## [Exercise brief]
Could you retype every record below exactly as it appears?

## [Saved data entries]
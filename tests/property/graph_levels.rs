use std::collections::BTreeSet;

use proptest::prelude::*;

use modeldag::dag::{DagBuilder, DagGraph, ExecutionPlanner};
use modeldag::engine::ResourceVector;
use modeldag::errors::ModeldagError;

/// Dependency lists where model `i` may only depend on models `0..i`, so the
/// result is always acyclic.
fn acyclic_deps(max_models: usize) -> impl Strategy<Value = Vec<BTreeSet<usize>>> {
    (1..=max_models).prop_flat_map(|n| {
        proptest::collection::vec(proptest::collection::vec(any::<usize>(), 0..4), n).prop_map(
            |raw| {
                raw.into_iter()
                    .enumerate()
                    .map(|(i, picks)| {
                        if i == 0 {
                            BTreeSet::new()
                        } else {
                            picks.into_iter().map(|p| p % i).collect()
                        }
                    })
                    .collect()
            },
        )
    })
}

fn name(i: usize) -> String {
    format!("model_{i:02}")
}

fn build_graph(deps: &[BTreeSet<usize>]) -> Result<DagGraph, ModeldagError> {
    let mut builder = DagBuilder::new();
    for (i, d) in deps.iter().enumerate() {
        builder.add_model(name(i), d.iter().map(|j| name(*j)))?;
    }
    builder.build()
}

fn requirement(i: usize) -> ResourceVector {
    ResourceVector::new(512 * (1 + (i as u64 * 7) % 9), 1 + (i as u32 % 3), (i % 5 == 0) as u32)
}

proptest! {
    #[test]
    fn levels_come_strictly_after_dependencies(deps in acyclic_deps(24)) {
        let graph = build_graph(&deps).unwrap();

        let placed: usize = graph.levels().iter().map(Vec::len).sum();
        prop_assert_eq!(placed, deps.len());

        for (i, d) in deps.iter().enumerate() {
            let level = graph.level_of(&name(i)).unwrap();
            for j in d {
                let dep_level = graph.level_of(&name(*j)).unwrap();
                prop_assert!(dep_level < level, "{} at {} but dependency {} at {}", name(i), level, name(*j), dep_level);
            }
            // Level is minimal: some dependency sits right above it.
            if level > 0 {
                prop_assert!(d.iter().any(|j| graph.level_of(&name(*j)) == Some(level - 1)));
            }
        }
    }

    #[test]
    fn back_edge_is_reported_as_cycle(deps in acyclic_deps(12), pick in any::<usize>()) {
        prop_assume!(deps.iter().any(|d| !d.is_empty()));

        // Pick a model with a dependency and make that dependency depend on it.
        let with_deps: Vec<usize> = (0..deps.len()).filter(|i| !deps[*i].is_empty()).collect();
        let from = with_deps[pick % with_deps.len()];
        let to = *deps[from].iter().next().unwrap();

        let mut cyclic = deps.clone();
        cyclic[to].insert(from);

        match build_graph(&cyclic) {
            Err(ModeldagError::Cycle { model, members }) => {
                prop_assert!(members.contains(&model));
                prop_assert!(members.contains(&name(from)) || members.contains(&name(to)));
            }
            other => prop_assert!(false, "expected cycle, got {:?}", other.map(|g| g.len())),
        }
    }

    #[test]
    fn plan_groups_fit_the_pool(deps in acyclic_deps(24), max_parallel in 1usize..5) {
        let graph = build_graph(&deps).unwrap();
        let capacity = ResourceVector::gb(4, 3, 1);
        let plan = ExecutionPlanner::new(max_parallel).plan(&graph, capacity, |id| {
            let index: usize = id.trim_start_matches("model_").parse().unwrap();
            requirement(index)
        });

        prop_assert_eq!(plan.levels().len(), graph.levels().len());
        let mut seen = BTreeSet::new();
        for (level, planned) in graph.levels().iter().zip(plan.levels()) {
            let in_level: BTreeSet<&str> = level.iter().map(String::as_str).collect();
            for group in &planned.groups {
                prop_assert!(group.models.len() <= max_parallel);
                if group.oversized {
                    prop_assert_eq!(group.models.len(), 1);
                } else {
                    prop_assert!(group.footprint.fits_within(&capacity));
                }
                for m in &group.models {
                    prop_assert!(in_level.contains(m.as_str()));
                    prop_assert!(seen.insert(m.clone()), "{} planned twice", m);
                }
            }
        }
        prop_assert_eq!(seen.len(), deps.len());
    }
}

## [Response]
filename tests/property/graph_levels.rs
use std::collections::BTreeSet;

use proptest::prelude::*;

use modeldag::dag::{DagBuilder, DagGraph, ExecutionPlanner};
use modeldag::engine::ResourceVector;
use modeldag::errors::ModeldagError;

/// Dependency lists where model `i` may only depend on models `0..i`, so the
/// result is always acyclic.
fn acyclic_deps(max_models: usize) -> impl Strategy<Value = Vec<BTreeSet<usize>>> {
    (1..=max_models).prop_flat_map(|n| {
        proptest::collection::vec(proptest::collection::vec(any::<usize>(), 0..4), n).prop_map(
            |raw| {
                raw.into_iter()
                    .enumerate()
                    .map(|(i, picks)| {
                        if i == 0 {
                            BTreeSet::new()
                        } else {
                            picks.into_iter().map(|p| p % i).collect()
                        }
                    })
                    .collect()
            },
        )
    })
}

fn name(i: usize) -> String {
    format!("model_{i:02}")
}

fn build_graph(deps: &[BTreeSet<usize>]) -> Result<DagGraph, ModeldagError> {
    let mut builder = DagBuilder::new();
    for (i, d) in deps.iter().enumerate() {
        builder.add_model(name(i), d.iter().map(|j| name(*j)))?;
    }
    builder.build()
}

fn requirement(i: usize) -> ResourceVector {
    ResourceVector::new(512 * (1 + (i as u64 * 7) % 9), 1 + (i as u32 % 3), (i % 5 == 0) as u32)
}

proptest! {
    #[test]
    fn levels_come_strictly_after_dependencies(deps in acyclic_deps(24)) {
        let graph = build_graph(&deps).unwrap();

        let placed: usize = graph.levels().iter().map(Vec::len).sum();
        prop_assert_eq!(placed, deps.len());

        for (i, d) in deps.iter().enumerate() {
            let level = graph.level_of(&name(i)).unwrap();
            for j in d {
                let dep_level = graph.level_of(&name(*j)).unwrap();
                prop_assert!(dep_level < level, "{} at {} but dependency {} at {}", name(i), level, name(*j), dep_level);
            }
            // Level is minimal: some dependency sits right above it.
            if level > 0 {
                prop_assert!(d.iter().any(|j| graph.level_of(&name(*j)) == Some(level - 1)));
            }
        }
    }

    #[test]
    fn back_edge_is_reported_as_cycle(deps in acyclic_deps(12), pick in any::<usize>()) {
        prop_assume!(deps.iter().any(|d| !d.is_empty()));

        // Pick a model with a dependency and make that dependency depend on it.
        let with_deps: Vec<usize> = (0..deps.len()).filter(|i| !deps[*i].is_empty()).collect();
        let from = with_deps[pick % with_deps.len()];
        let to = *deps[from].iter().next().unwrap();

        let mut cyclic = deps.clone();
        cyclic[to].insert(from);

        match build_graph(&cyclic) {
            Err(ModeldagError::Cycle { model, members }) => {
                prop_assert!(members.contains(&model));
                prop_assert!(members.contains(&name(from)) || members.contains(&name(to)));
            }
            other => prop_assert!(false, "expected cycle, got {:?}", other.map(|g| g.len())),
        }
    }

    #[test]
    fn plan_groups_fit_the_pool(deps in acyclic_deps(24), max_parallel in 1usize..5) {
        let graph = build_graph(&deps).unwrap();
        let capacity = ResourceVector::gb(4, 3, 1);
        let plan = ExecutionPlanner::new(max_parallel).plan(&graph, capacity, |id| {
            let index: usize = id.trim_start_matches("model_").parse().unwrap();
            requirement(index)
        });

        prop_assert_eq!(plan.levels().len(), graph.levels().len());
        let mut seen = BTreeSet::new();
        for (level, planned) in graph.levels().iter().zip(plan.levels()) {
            let in_level: BTreeSet<&str> = level.iter().map(String::as_str).collect();
            for group in &planned.groups {
                prop_assert!(group.models.len() <= max_parallel);
                if group.oversized {
                    prop_assert_eq!(group.models.len(), 1);
                } else {
                    prop_assert!(group.footprint.fits_within(&capacity));
                }
                for m in &group.models {
                    prop_assert!(in_level.contains(m.as_str()));
                    prop_assert!(seen.insert(m.clone()), "{} planned twice", m);
                }
            }
        }
        prop_assert_eq!(seen.len(), deps.len());
    }
}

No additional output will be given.